By the time you read this, it will have been about three months since September 11, but it seems so much longer. We have since shed tears, worried, and engaged in all kinds of speculation (much of it angry), but we here at the Council don't claim to have any easy answers for terrorism or the aftermath of September 11. We know that all secular humanists everywhere join us in extending heartfelt sympathy to the familes and friends of the thousands of Americans who died and to those whe were injured in the attacks. We also sympathize with the many who have suffered since, from grief or worry or anthrax. We know that all secular humanists do not agree on what should be done now. We will all, I hope, remember that freedom does not come easily and cannot be maintained without courage and a conscious effort to protect minority rights.
Those of us Americans who lack religion have been under another kind of attack during these difficult days. It has not been anything as immediately threatening or painful as terrorism, but it has been disheartening. Religious opportunists like Jerry Falwell and Pat Robertson have insulted us, attempted to minimize our role in American society, egregiously violated the separation of church and state, and then seemingly dared us to defend our rights and reputations. One of the most maddening of the many columns that have seemed to be aimed directly at us was one by Kathleen Parker in USA Today. I wish that all Americans had missed the chance to read it...
Thanks to excellent work from the Council staff, we have had some success in getting responses into the media...We must not miss any chance to protect our rights and reputation--and yours.

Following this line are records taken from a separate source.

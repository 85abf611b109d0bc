mod basemap;
mod config;
mod constants;
mod css_color;
mod geo;
mod map;
mod overlay;
mod paths;
pub mod theme;
mod ui;

use bevy::prelude::*;
use bevy_egui::EguiPlugin;

use constants::{DEFAULT_WINDOW_HEIGHT, DEFAULT_WINDOW_WIDTH};

/// Set up file logging for debug builds
#[cfg(debug_assertions)]
fn setup_logging() -> Option<tracing_appender::non_blocking::WorkerGuard> {
    use std::fs::OpenOptions;
    use std::io::Write;
    use tracing_subscriber::prelude::*;

    // Create logs directory if it doesn't exist
    let logs_dir = paths::logs_dir();
    if std::fs::create_dir_all(&logs_dir).is_err() {
        eprintln!("Failed to create logs directory {:?}", logs_dir);
        return None;
    }

    let log_file_path = logs_dir.join("leaderline.log");

    // Append session separator to existing log file
    if let Ok(mut file) = OpenOptions::new().append(true).open(&log_file_path) {
        let timestamp = chrono::Local::now().format("%Y-%m-%d %H:%M:%S");
        let separator = "=".repeat(80);
        let _ = writeln!(
            file,
            "\n\n{}\n=== New Session Started at {} ===\n{}\n",
            separator, timestamp, separator
        );
    }

    let file_appender = tracing_appender::rolling::never(&logs_dir, "leaderline.log");
    let (non_blocking, guard) = tracing_appender::non_blocking(file_appender);

    // No ANSI colors in the file
    let file_layer = tracing_subscriber::fmt::layer()
        .with_writer(non_blocking)
        .with_ansi(false)
        .with_target(true)
        .with_level(true);

    let stdout_layer = tracing_subscriber::fmt::layer()
        .with_writer(std::io::stdout)
        .with_ansi(true)
        .with_target(true)
        .with_level(true);

    let filter = tracing_subscriber::EnvFilter::try_from_default_env()
        .unwrap_or_else(|_| tracing_subscriber::EnvFilter::new("info,leaderline=debug"));

    tracing_subscriber::registry()
        .with(filter)
        .with(file_layer)
        .with(stdout_layer)
        .init();

    Some(guard)
}

#[cfg(not(debug_assertions))]
fn setup_logging() -> Option<()> {
    None
}

fn main() {
    // Keep the guard alive for the duration of the program
    let _log_guard = setup_logging();
    App::new()
        .add_plugins(DefaultPlugins.set(WindowPlugin {
            primary_window: Some(Window {
                title: "Leader Line Map".into(),
                resolution: (DEFAULT_WINDOW_WIDTH as u32, DEFAULT_WINDOW_HEIGHT as u32).into(),
                ..default()
            }),
            ..default()
        }))
        .add_plugins(EguiPlugin::default())
        .insert_resource(ClearColor(theme::MAP_BACKGROUND))
        .add_plugins(config::ConfigPlugin)
        .add_plugins(map::MapHostPlugin)
        .add_plugins(basemap::BasemapPlugin)
        .add_plugins(overlay::OverlayPlugin)
        .add_plugins(ui::UiPlugin)
        .run();
}
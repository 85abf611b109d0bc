use std::fmt;
use std::sync::atomic::{AtomicU64, Ordering};

use crate::geo::{Feature, Geometry};

use super::style::Style;
use super::tiles::TileGrid;

static NEXT_LAYER_ID: AtomicU64 = AtomicU64::new(1);

/// Identity of a layer instance. Two layers built with the same options are
/// still different layers.
#[derive(Debug, Clone, Copy, PartialEq, Eq, Hash)]
pub struct LayerId(u64);

impl LayerId {
    fn next() -> Self {
        Self(NEXT_LAYER_ID.fetch_add(1, Ordering::Relaxed))
    }
}

impl fmt::Display for LayerId {
    fn fmt(&self, f: &mut fmt::Formatter<'_>) -> fmt::Result {
        write!(f, "layer#{}", self.0)
    }
}

/// Features backing a vector layer. Replaced wholesale, never patched.
#[derive(Debug, Clone, Default, PartialEq)]
pub struct VectorSource {
    features: Vec<Feature>,
}

impl VectorSource {
    pub fn new(features: Vec<Feature>) -> Self {
        Self { features }
    }

    pub fn from_geometry(geometry: Geometry) -> Self {
        Self::new(vec![Feature::new(geometry)])
    }

    pub fn features(&self) -> &[Feature] {
        &self.features
    }

    #[cfg(test)]
    pub fn is_empty(&self) -> bool {
        self.features.is_empty()
    }
}

#[derive(Debug, Clone, PartialEq)]
pub struct VectorLayer {
    pub source: VectorSource,
    pub style: Vec<Style>,
}

#[derive(Debug, Clone, PartialEq)]
pub enum LayerKind {
    Tile(TileGrid),
    Vector(VectorLayer),
}

/// A rendering unit attached to a map.
///
/// Not `Clone`: a layer has one owner at a time, either the map or whoever
/// removed it.
#[derive(Debug)]
pub struct Layer {
    id: LayerId,
    class_name: String,
    pub z_index: i32,
    pub visible: bool,
    pub kind: LayerKind,
}

impl Layer {
    pub fn tile(grid: TileGrid) -> Self {
        Self {
            id: LayerId::next(),
            class_name: "ol-layer".to_string(),
            z_index: 0,
            visible: true,
            kind: LayerKind::Tile(grid),
        }
    }

    /// An empty vector layer tagged with `class_name` so it can be found again.
    pub fn vector(class_name: impl Into<String>, style: Vec<Style>) -> Self {
        Self {
            id: LayerId::next(),
            class_name: class_name.into(),
            z_index: 0,
            visible: true,
            kind: LayerKind::Vector(VectorLayer {
                source: VectorSource::default(),
                style,
            }),
        }
    }

    pub fn with_z_index(mut self, z_index: i32) -> Self {
        self.z_index = z_index;
        self
    }

    pub fn id(&self) -> LayerId {
        self.id
    }

    pub fn class_name(&self) -> &str {
        &self.class_name
    }

    #[cfg(test)]
    pub fn is_tile(&self) -> bool {
        matches!(self.kind, LayerKind::Tile(_))
    }

    /// Source of a vector layer; `None` for tile layers.
    pub fn source(&self) -> Option<&VectorSource> {
        match &self.kind {
            LayerKind::Vector(vector) => Some(&vector.source),
            LayerKind::Tile(_) => None,
        }
    }

    /// Replace the source of a vector layer. Returns false for tile layers.
    pub fn set_source(&mut self, source: VectorSource) -> bool {
        match &mut self.kind {
            LayerKind::Vector(vector) => {
                vector.source = source;
                true
            }
            LayerKind::Tile(_) => false,
        }
    }
}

We're also making progress in many other ways, including much better support from here for local secular humanists, but our contributions are way down (many of our largest donors have been hit hard by the recession). The upshot of all this is that September 11 means that mutual support among secular humanists--emotional, financial, and other kinds of support--is going to be crucial in the tough times ahead. Please let us know if you need something from us or have ideas about what we should be doing.
Ed Buckner, CSH Executive Director
Atheists Cry Also
In the days that followed the tragedy of September 11, the news reports were full of stories about people turning to religion for comfort and understanding. As a nontheist, I could not do this. I felt left out of the public mourning for the loss of so many other human beings. My pain and sorrow were multiplied and twisted tight about my heart because I believe that the life that was taken away from so many innocent people was the only life they will ever have. I had no god to wipe away my tears with assurances that loved ones would be seen again, that evil would be turned into good, and that God would avenge us.

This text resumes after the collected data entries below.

//! Leader line drawn by a line-string draw interaction that is seeded with the
//! center vertex and can never complete, so its sketch rubber-bands to the
//! cursor.

use bevy::prelude::*;

use crate::css_color::parse_css_color;
use crate::geo::Coordinate;
use crate::map::{
    create_styles, DrawCondition, DrawInteraction, DrawOptions, DrawType, InteractionId,
    MapInstance,
};

use super::{CursorTracker, Overlay, OverlaySettings};

/// Color override for the draw interaction. `None` uses the engine's edit styles.
///
/// Only ever holds strings that parsed as a color.
#[derive(Resource, Debug, Default, Clone, PartialEq)]
pub struct DrawColor(pub Option<String>);

#[derive(Resource, Debug, Default)]
pub struct DrawInteractionOverlay {
    interaction: Option<InteractionId>,
    /// Color the current interaction was built with
    color: Option<String>,
    tracker: CursorTracker,
}

impl DrawInteractionOverlay {
    #[cfg(test)]
    pub fn interaction(&self) -> Option<InteractionId> {
        self.interaction
    }

    fn attach(&mut self, map: &mut MapInstance, center: Coordinate) {
        let interaction = build_interaction(self.color.as_deref());
        let id = interaction.id();
        if map.add_interaction(interaction) {
            if let Some(interaction) = map.interaction_mut(id) {
                interaction.append_coordinates(&[center]);
            }
            self.interaction = Some(id);
        }
    }

    fn detach(&mut self, map: &mut MapInstance) {
        if let Some(id) = self.interaction.take() {
            map.remove_interaction(id);
        }
    }
}

/// A two-vertex line interaction whose click condition never fires.
pub fn build_interaction(color: Option<&str>) -> DrawInteraction {
    let mut options = DrawOptions::new(DrawType::LineString)
        .with_max_points(2)
        .with_condition(DrawCondition::Never);
    if let Some(color) = color.and_then(parse_css_color) {
        options = options.with_style(create_styles(color));
    }
    DrawInteraction::new(options)
}

impl Overlay for DrawInteractionOverlay {
    const NAME: &'static str = "draw interaction";

    fn is_mounted(&self) -> bool {
        self.interaction.is_some()
    }

    fn mount(&mut self, map: &mut MapInstance, settings: &OverlaySettings) {
        self.attach(map, settings.center);
        self.tracker.subscribe(map);
    }

    fn unmount(&mut self, map: &mut MapInstance) {
        self.detach(map);
        self.tracker.unsubscribe(map);
        self.tracker.reset();
    }

    fn forget(&mut self) {
        self.interaction = None;
        self.tracker.forget();
        self.tracker.reset();
    }

    fn tracker_mut(&mut self) -> &mut CursorTracker {
        &mut self.tracker
    }
}

/// Rebuild the interaction when the color override changes. The old one is
/// removed and the new one added and seeded in the same run.
pub fn apply_draw_color(
    draw_color: Res<DrawColor>,
    mut overlay: ResMut<DrawInteractionOverlay>,
    settings: Res<OverlaySettings>,
    map: Option<ResMut<MapInstance>>,
) {
    if overlay.color == draw_color.0 {
        return;
    }
    overlay.color = draw_color.0.clone();

    let Some(mut map) = map else {
        return;
    };
    if overlay.is_mounted() {
        overlay.detach(&mut map);
        overlay.attach(&mut map, settings.center);
        debug!("Rebuilt draw interaction with color {:?}", overlay.color);
    }
}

I have no god to console me, no angels to guide me. I cry in anger when I learn that the men who did this believe they are doing God's will--that God wants them to murder other human beings who do not agree with them: that God will grant them eternal life for giving their lives to take the lives of others. Mingled in my tears I taste the stinging salt of the tears of Northern Ireland, Palestine, Israel, Macedonia, and other blood-drenched lands torn by unholy jihads, crusades of destruction, and inquisitions of fire. Religion against religion, race against race, ethnic group against ethnic group, brother against brother, urged on by a schizophrenic god cheering for both sides.
What is the sense in Jerry Falwell and Pat Robinson's blaming the attacks on pagans, abortionists, feminists, homosexuals, the American Civil Liberties Union, and People for the American Way? These mean and small men, who offer us only a god of punishment and revenge, continue to sow the seeds of hatred and division that can only bloom in violence. Shame!
But I know I am not alone, not abandoned. As a humanist I find hope in humanity, in my fellow human beings. As I watched the televised gatherings in famous places of worship I realized that the real point was not religion, but humans getting together to embrace, to touch, to hold, to sing, to talk, to say out loud that life is worth living, that freedom from fear is precious and must not be taken away. When I attended a candlelight vigil in an attempt to find a catharsis for my confusion, the emptiness I had felt began to subside. I found no answers--I didn't expect any--but I did have a little more hope. People getting together to express the oneness of their humanity is hopeful.
Only peace, not violence, can come from this. I have been able to find comfort in the arts, listening to music, attending theater--a reminder of the best that humans can create, sharing our oneness in human achievements. But the true greatness of humanity is shown by the altruism of the firefighters, the police, and the medical personnel, many giving their lives in the attempt to save lives--no sermons, no revelation from God, just a job to be done.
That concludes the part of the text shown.